Liam est au téléphone avec Uzu depuis plusieurs minutes.
- Excuse moi, je ne serais pas long, j'ai ressenti le besoin de t'appeler avec ce qu'il vient de se passer.
- Je comprends ne t'inquiète pas, de toute façon Gabriel est en train de recoucher le bébé, j'ai bien peur que le voyage en voiture ne l'ai complètement réveillé.
- Tu sais que j'abord la violence, tu le sais n'est-ce pas.
- J'ai vu Yann à l'œuvre avec ses poings, tu n'as sûrement fais que te défendre.
- Nan c'est pas ça. Il fait bien plus mal avec ses paroles. Il m'a vraiment poussé à bout.
- Tu devrais lâcher l'affaire. Je te connais, ça n'est pas ton genre d'abandonner et je sais qu'il t'attire seulement...
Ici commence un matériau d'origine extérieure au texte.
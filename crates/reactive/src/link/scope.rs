//! State shared by every node of one join tree.

use crate::stream::ChangeStreamDeMultiplexer;
use hashbrown::HashMap;
use rejoin_core::EngineConfig;
use rejoin_incremental::{ForeignKeyRegistry, Publisher};
use rejoin_storage::Storage;
use std::cell::RefCell;
use std::rc::Rc;

/// Services and registries owned by a root and reached by its descendants.
///
/// Nodes targeting the same collection share one registry, so a child
/// reachable through two join paths is one entity.
pub(crate) struct RootScope {
    pub(crate) storage: Rc<dyn Storage>,
    pub(crate) streams: ChangeStreamDeMultiplexer,
    pub(crate) publisher: Rc<dyn Publisher>,
    pub(crate) config: EngineConfig,
    registries: RefCell<HashMap<String, Rc<RefCell<ForeignKeyRegistry>>>>,
}

impl RootScope {
    pub(crate) fn new(
        storage: Rc<dyn Storage>,
        streams: ChangeStreamDeMultiplexer,
        publisher: Rc<dyn Publisher>,
        config: EngineConfig,
    ) -> Self {
        Self {
            storage,
            streams,
            publisher,
            config,
            registries: RefCell::new(HashMap::new()),
        }
    }

    /// The registry of `collection`, created on first use.
    pub(crate) fn registry(&self, collection: &str) -> Rc<RefCell<ForeignKeyRegistry>> {
        self.registries
            .borrow_mut()
            .entry(collection.to_string())
            .or_insert_with(|| Rc::new(RefCell::new(ForeignKeyRegistry::new())))
            .clone()
    }

    /// Ends a publication drain cycle on every registry.
    pub(crate) fn clear_all(&self) {
        for registry in self.registries.borrow().values() {
            registry.borrow_mut().clear();
        }
    }
}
- Tu as sans doute raison, mais Yann ne m'attire pas seulement, il me fascine. Je ne saurais trop dire pour quelle raison. Il y a quelque chose de troublant et de double chez lui. On a envie de l'aimer en même temps on le craint. J'aimerais qu'il m'aime et je continu d'espérer. Pourtant je vois bien qu'il me hait, la plupart du temps. Je fais la même erreur chaque fois, je tombe amoureux de ce que je crois lire dans l'âme des gens. Je n'ai pas le droit à cette belle histoire. C'est comme si j'essayais de toucher à un trésor réservé à quelqu'un d'autre. Je vois le diamant caché dans le charbon, je suis incapable de l'extraire. Je ne suis qu'un mineur, je reconnais la pierre mais le bijou n'est pas pour moi.
- Décidément tu ne changes pas, tu es d'un ennuie profond. Toujours cet air blasé, tu ne te rebelle donc jamais ? Ouvre les yeux et vois ce que ça peut montrer d'effrayant.
- Effrayant ?
- Oui, tu as comme baissé les bras, abandonné. Pourquoi on aurait envie de rester avec un type comme toi franchement ? Ça fait peur.
- Merci sympa ! Il vaut mieux admettre que se bercer d'illusions non ? Ça fait moins mal. Je me suis battu pour toi et on voit le résultat.
- Est-ce que tu le crois vraiment ?
- Quoi ?
- Que tu t'es battu pour moi.
- Bien sûr, pendant toutes ses années...
- Tu m'as suivi partout. Tu as tout accepté. Nan tu ne t'es pas battu. Tu m'as seulement laissé faire tout ce que je voulais de toi, bêtement et sans te rebeller. Et quand j'ai décidé que j'en avais assez, tu as juste attendu et espéré que je change d'avis. Si tu ne souhaite pas qu'on te traite comme un chien, ne te comporte pas comme tel.
- Super, merci, je t'ai aidé et voilà les remerciements que j'ai ?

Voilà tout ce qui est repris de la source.